Warum sollte das aber relevant sein? Es sei nur angemerkt, dass es so eine lange Phase immer neuer Wochentiefs seit 1990 nicht gab! Deshalb sollte man sich die außerordentliche Wirkung auf die Marktstimmung und damit das Sentiment in Erinnerung rufen. Eine bedeutende Rolle spielen jene Anlagestrategien, die die Marktvolatilität wie den VIX als Input-Variable nutzen, wie etwa CTA (Commodity Trading Advisors) und RP (Risk Parity)-Funds. Diese Anlagevehikel kehrten im Zuge der historisch schnellen und deutlichen Verringerung der Volatilität im VIX-Index zeitlich verschoben, aber im Ergebnis erneut in den Markt zurück, insbesondere jene auf der Basis von Risikoparität. In Reaktion auf die stark zurückgehende Volatilität haben die meisten Risk Parity Fonds ihren Nettoverschuldungsgrad von rund 50 % Anfang Januar auf inzwischen rund 100 % erhöht. Die betreffenden RP-Fonds tendieren dazu, neues Long-Exposure in einer Vielzahl von Anlageprodukten aufzunehmen, auch bei derivativen Instrumenten, um ihr Zielrisikoniveau zu erreichen.
Inzwischen sind die Effekte extrem niedriger Volatilität durch den breiten Markt gesickert und haben zu dem erwähnten Niveaueffekt bei den Indizes geführt. Jedoch: Der Dow Jones Industrial ist zwar sehr weit gelaufen, hat aber zwei bedeutende Widerstände noch nicht überwunden. Er hat zwar die Kurse von Anfang Dezember 2018 wieder überschritten, jedoch nicht jene Kurse erreicht, die die Mustervermutung für ein mögliches Doppeltop des DJIA entwerten würden, welches sich möglicherweise im Januar und September 2018 gebildet haben könnte. Ein Überwinden der Marke von ca. 26.400 Punkten wäre ein wichtiger Schritt, das Überwinden des Allzeithochs von 26.828,39 Punkten vom 03.10.2018 ein weiterer. Bis dahin steht auch noch der schon erwähnte wichtige dynamische Widerstand im Raum, nämlich jener des seit Anfang November 2016 laufenden Aufwärtstrends. Der DJIA erreichte diesen dynamischen Widerstand am 25.02.2019 und prallte zunächst ab. Es ist davon auszugehen, dass die kleinere Nackenlinie des vermuteten Doppeltops bei 26.400 Punkten und der dynamische Widerstand des Aufwärtstrends, der aktuell bei ca. 26.350 Punkten verläuft, einen massiven Kreuzwiderstand für den Dow Jones Industrial darstellen, welcher nicht beim ersten Anlauf überwunden wird.
Fazit: Die charttechnischen Wunden der führenden US-Aktienindizes, allen voran des Dow Jones Industrial, sind gut verbunden worden, jedoch noch nicht verheilt.
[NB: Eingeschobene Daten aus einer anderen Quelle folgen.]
use crate::node::node_model::TreeNode;
use crate::node::walk::NodePath;

/// Stable structural identity for a node inside a tree.
///
/// The identity is a readable path built from node names where present and
/// child indices where not, prefixed with the node's kind, e.g.
/// `input:record/fields/idx:2/name`. Identities key per-node state records
/// and survive value edits; they change only when the tree's shape changes
/// above the node.
pub fn node_identity<N: TreeNode>(root: &N, path: &NodePath) -> Option<String> {
    let mut segments = vec![root.name().unwrap_or("root").to_string()];
    let mut node = root;

    for &idx in path {
        node = node.children().get(idx)?;
        segments.push(match node.name() {
            Some(name) => name.to_string(),
            None => format!("idx:{}", idx),
        });
    }

    let kind = if node.is_input() { "input" } else { "group" };
    Some(format!("{}:{}", kind, segments.join("/")))
}

/// Hex SHA-1 digest of a text payload. Used wherever a value must be
/// referenced without embedding it, e.g. scalar payloads in trace events.
pub fn value_fingerprint(text: &str) -> String {
    use sha1::{Digest, Sha1};

    let mut hasher = Sha1::new();
    hasher.update(text.as_bytes());
    format!("{:x}", hasher.finalize())
}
Der auf der Basis einer Änderung der Kommunikationsstrategie der Notenbanken und neuer Liquidität entstandene Aufschwung hat das selbstreferentielle, insbesondere auf einem Szenario niedriger Volatilität basierende Sentiment der Anleger zu optimistisch werden lassen. Die charttechnische Lage des DJIA mahnt ebenso zur Vorsicht, wenngleich weitere Impulse zu einem Weiterlaufen der Aufwärtsbewegung ohne vorherige Konsolidierung der seit Weihnachten 2018 aufgelaufenen Gewinne führen können. Das wahrscheinlichere Szenario ist jedoch, dass der Markt erst einmal ausatmet. Dann wird sich zeigen, wie nachhaltig die Bewegung der letzten 10 Wochen war und ob das ,,richtige Benzin‘‘ getankt wurde.